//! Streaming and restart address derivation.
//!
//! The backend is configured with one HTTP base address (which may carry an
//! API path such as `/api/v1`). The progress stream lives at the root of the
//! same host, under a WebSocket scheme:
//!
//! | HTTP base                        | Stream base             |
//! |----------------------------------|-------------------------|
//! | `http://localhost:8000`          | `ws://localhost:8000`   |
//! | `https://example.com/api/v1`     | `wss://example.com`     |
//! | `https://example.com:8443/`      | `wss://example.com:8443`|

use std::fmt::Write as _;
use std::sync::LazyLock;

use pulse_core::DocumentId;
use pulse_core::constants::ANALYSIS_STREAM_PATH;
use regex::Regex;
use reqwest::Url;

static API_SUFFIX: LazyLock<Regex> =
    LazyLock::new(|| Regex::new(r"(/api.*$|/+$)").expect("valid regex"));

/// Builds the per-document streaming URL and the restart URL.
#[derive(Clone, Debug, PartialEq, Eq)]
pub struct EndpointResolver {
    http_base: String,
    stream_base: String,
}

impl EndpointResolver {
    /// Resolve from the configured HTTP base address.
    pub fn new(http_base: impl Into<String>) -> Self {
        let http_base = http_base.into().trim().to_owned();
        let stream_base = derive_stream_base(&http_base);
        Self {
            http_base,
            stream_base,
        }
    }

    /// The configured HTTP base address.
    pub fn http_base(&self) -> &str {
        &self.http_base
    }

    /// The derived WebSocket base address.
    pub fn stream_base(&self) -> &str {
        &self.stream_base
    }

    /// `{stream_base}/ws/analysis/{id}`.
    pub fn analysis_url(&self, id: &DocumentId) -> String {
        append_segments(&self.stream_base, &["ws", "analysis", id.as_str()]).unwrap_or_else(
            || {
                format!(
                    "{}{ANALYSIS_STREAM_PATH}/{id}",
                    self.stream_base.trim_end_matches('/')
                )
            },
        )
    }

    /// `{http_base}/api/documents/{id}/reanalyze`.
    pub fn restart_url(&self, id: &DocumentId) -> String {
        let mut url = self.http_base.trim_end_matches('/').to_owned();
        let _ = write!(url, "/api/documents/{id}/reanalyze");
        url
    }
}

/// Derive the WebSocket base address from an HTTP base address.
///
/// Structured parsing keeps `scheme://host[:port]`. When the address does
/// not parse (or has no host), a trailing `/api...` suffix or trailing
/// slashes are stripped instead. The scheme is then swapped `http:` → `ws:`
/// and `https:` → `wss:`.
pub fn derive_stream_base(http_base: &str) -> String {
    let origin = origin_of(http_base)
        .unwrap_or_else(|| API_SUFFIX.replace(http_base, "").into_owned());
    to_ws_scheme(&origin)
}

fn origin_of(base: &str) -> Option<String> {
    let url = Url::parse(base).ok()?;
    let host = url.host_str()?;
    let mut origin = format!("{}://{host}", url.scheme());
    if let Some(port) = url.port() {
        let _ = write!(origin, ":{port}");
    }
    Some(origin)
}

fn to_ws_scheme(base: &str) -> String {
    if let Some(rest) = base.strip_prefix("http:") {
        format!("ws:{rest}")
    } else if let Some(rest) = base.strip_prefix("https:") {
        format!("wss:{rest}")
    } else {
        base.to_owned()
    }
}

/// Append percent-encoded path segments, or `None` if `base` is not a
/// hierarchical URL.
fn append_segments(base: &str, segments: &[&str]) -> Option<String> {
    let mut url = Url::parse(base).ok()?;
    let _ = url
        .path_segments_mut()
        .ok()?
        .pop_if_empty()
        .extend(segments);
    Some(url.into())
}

━━━━━━━━━━

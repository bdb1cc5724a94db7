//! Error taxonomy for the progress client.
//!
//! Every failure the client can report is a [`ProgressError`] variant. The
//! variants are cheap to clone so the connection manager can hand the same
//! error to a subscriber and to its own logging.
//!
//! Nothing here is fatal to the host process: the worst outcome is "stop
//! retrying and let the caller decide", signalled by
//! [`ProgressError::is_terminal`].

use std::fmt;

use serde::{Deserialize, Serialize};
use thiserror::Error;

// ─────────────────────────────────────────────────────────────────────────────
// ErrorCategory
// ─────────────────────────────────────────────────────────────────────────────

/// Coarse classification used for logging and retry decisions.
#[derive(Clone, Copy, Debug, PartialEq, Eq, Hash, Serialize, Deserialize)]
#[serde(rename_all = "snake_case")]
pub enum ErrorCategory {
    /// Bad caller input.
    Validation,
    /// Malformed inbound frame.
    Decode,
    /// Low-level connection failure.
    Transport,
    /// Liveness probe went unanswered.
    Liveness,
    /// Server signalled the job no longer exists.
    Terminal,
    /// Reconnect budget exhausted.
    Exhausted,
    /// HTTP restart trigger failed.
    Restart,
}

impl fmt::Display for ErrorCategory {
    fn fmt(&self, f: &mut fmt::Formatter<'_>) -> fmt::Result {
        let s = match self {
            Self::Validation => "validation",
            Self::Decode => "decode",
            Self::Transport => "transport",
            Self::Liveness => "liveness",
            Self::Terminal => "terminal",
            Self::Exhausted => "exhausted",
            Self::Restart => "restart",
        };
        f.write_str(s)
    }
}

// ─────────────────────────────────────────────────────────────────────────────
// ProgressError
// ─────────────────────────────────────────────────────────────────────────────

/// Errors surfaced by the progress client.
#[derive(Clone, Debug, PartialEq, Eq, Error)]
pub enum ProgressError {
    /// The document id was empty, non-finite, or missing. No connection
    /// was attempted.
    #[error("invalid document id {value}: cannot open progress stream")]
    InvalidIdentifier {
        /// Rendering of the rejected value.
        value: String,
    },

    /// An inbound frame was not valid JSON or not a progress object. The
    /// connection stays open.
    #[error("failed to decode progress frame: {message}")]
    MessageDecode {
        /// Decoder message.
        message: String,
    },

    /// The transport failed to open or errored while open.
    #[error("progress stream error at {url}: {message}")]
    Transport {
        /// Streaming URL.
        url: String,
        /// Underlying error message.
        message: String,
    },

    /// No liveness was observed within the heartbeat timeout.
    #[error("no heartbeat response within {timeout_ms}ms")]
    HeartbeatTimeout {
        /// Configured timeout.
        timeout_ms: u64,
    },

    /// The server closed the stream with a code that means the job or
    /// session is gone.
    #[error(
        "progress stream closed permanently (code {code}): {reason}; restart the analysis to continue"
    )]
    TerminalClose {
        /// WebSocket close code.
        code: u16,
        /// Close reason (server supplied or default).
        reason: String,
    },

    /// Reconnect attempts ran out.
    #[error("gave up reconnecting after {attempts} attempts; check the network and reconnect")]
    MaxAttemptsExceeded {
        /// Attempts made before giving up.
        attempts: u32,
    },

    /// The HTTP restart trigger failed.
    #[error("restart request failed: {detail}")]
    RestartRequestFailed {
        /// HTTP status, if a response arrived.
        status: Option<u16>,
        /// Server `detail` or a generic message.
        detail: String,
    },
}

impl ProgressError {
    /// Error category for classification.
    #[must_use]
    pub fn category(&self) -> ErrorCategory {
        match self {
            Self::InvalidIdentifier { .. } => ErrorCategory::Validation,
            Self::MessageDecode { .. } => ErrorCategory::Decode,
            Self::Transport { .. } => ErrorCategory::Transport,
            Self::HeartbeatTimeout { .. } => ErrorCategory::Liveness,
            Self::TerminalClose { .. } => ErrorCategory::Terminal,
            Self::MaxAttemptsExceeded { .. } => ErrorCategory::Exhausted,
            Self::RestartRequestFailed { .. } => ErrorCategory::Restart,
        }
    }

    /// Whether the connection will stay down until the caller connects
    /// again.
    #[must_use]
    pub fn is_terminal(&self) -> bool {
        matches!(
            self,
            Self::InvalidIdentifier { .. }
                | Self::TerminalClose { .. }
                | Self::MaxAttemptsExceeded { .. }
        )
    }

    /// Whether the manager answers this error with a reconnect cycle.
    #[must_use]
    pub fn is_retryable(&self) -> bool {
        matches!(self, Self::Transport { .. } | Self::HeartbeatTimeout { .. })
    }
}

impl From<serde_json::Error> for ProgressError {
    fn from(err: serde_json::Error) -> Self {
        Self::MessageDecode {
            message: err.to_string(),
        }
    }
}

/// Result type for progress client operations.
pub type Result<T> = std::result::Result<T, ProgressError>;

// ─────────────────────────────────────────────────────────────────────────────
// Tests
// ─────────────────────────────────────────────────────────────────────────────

━━━━━━━━━━

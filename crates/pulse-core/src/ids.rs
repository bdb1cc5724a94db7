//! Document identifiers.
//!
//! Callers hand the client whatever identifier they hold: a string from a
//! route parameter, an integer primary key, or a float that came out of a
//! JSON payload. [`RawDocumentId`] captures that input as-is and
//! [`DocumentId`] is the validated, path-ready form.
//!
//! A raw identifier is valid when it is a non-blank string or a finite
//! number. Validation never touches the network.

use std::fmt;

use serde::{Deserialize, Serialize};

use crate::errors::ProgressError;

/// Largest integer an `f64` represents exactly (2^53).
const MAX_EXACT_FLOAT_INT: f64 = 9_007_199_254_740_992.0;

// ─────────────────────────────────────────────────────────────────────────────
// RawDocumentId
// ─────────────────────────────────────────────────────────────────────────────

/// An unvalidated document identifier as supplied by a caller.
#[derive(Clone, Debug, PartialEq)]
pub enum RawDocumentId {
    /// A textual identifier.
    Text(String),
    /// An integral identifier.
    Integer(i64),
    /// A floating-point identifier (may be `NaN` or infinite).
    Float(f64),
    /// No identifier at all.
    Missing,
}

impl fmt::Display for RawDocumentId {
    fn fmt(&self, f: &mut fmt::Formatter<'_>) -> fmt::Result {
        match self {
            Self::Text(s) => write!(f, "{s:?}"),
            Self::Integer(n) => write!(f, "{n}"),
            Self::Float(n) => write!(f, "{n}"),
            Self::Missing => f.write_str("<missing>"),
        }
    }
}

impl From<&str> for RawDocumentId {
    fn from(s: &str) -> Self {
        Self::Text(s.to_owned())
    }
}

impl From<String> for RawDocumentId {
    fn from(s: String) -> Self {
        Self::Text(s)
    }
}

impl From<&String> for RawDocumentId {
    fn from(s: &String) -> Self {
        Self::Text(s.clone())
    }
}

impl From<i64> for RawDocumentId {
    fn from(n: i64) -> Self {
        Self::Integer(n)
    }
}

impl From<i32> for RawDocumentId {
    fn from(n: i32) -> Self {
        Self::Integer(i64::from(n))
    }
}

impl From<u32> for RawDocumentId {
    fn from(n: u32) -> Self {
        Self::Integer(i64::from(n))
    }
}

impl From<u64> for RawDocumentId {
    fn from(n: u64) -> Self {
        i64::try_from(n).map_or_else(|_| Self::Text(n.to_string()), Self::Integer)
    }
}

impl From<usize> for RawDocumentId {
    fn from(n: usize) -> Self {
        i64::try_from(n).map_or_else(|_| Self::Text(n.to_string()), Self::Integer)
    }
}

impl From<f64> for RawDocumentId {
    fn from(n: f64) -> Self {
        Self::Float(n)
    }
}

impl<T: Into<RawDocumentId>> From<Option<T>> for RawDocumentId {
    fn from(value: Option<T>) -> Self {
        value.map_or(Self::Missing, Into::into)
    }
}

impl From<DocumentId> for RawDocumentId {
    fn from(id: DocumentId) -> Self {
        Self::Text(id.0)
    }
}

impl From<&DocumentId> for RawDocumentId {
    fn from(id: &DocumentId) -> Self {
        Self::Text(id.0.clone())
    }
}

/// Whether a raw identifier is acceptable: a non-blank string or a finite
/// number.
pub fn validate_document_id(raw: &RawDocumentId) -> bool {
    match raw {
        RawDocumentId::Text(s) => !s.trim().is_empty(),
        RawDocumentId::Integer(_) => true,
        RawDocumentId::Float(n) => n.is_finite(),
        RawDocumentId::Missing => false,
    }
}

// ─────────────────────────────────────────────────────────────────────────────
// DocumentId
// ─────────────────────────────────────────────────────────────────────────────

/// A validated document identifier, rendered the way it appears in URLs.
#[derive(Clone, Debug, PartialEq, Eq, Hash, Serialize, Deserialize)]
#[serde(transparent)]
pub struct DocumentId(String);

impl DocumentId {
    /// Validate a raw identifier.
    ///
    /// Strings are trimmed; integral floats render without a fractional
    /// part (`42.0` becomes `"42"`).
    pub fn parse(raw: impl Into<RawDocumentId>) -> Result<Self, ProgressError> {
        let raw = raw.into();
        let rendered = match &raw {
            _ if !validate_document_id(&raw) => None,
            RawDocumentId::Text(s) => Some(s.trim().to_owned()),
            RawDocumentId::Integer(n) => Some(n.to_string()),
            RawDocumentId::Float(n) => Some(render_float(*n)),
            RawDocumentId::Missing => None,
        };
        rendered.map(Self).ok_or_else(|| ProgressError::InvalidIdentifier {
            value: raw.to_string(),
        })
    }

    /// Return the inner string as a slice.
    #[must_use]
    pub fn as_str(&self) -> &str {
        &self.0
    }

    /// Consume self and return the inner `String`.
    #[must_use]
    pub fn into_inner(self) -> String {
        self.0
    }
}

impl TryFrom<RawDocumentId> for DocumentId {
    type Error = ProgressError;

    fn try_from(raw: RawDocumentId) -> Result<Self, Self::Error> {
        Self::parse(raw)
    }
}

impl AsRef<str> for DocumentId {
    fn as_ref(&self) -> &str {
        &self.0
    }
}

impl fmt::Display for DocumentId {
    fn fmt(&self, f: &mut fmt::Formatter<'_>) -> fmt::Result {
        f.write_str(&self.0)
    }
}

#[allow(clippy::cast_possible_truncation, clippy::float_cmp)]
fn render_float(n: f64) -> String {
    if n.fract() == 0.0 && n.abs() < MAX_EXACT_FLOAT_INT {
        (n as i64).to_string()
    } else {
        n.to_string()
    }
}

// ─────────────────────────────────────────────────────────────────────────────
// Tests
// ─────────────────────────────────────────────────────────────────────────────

━━━━━━━━━━

### HOW TO COMPLETE THIS TASK
Copy out whichever lines of the listing contain the word "status".

### SOLUTION FOR THIS TASK
        /// HTTP status, if a response arrived.
        status: Option<u16>,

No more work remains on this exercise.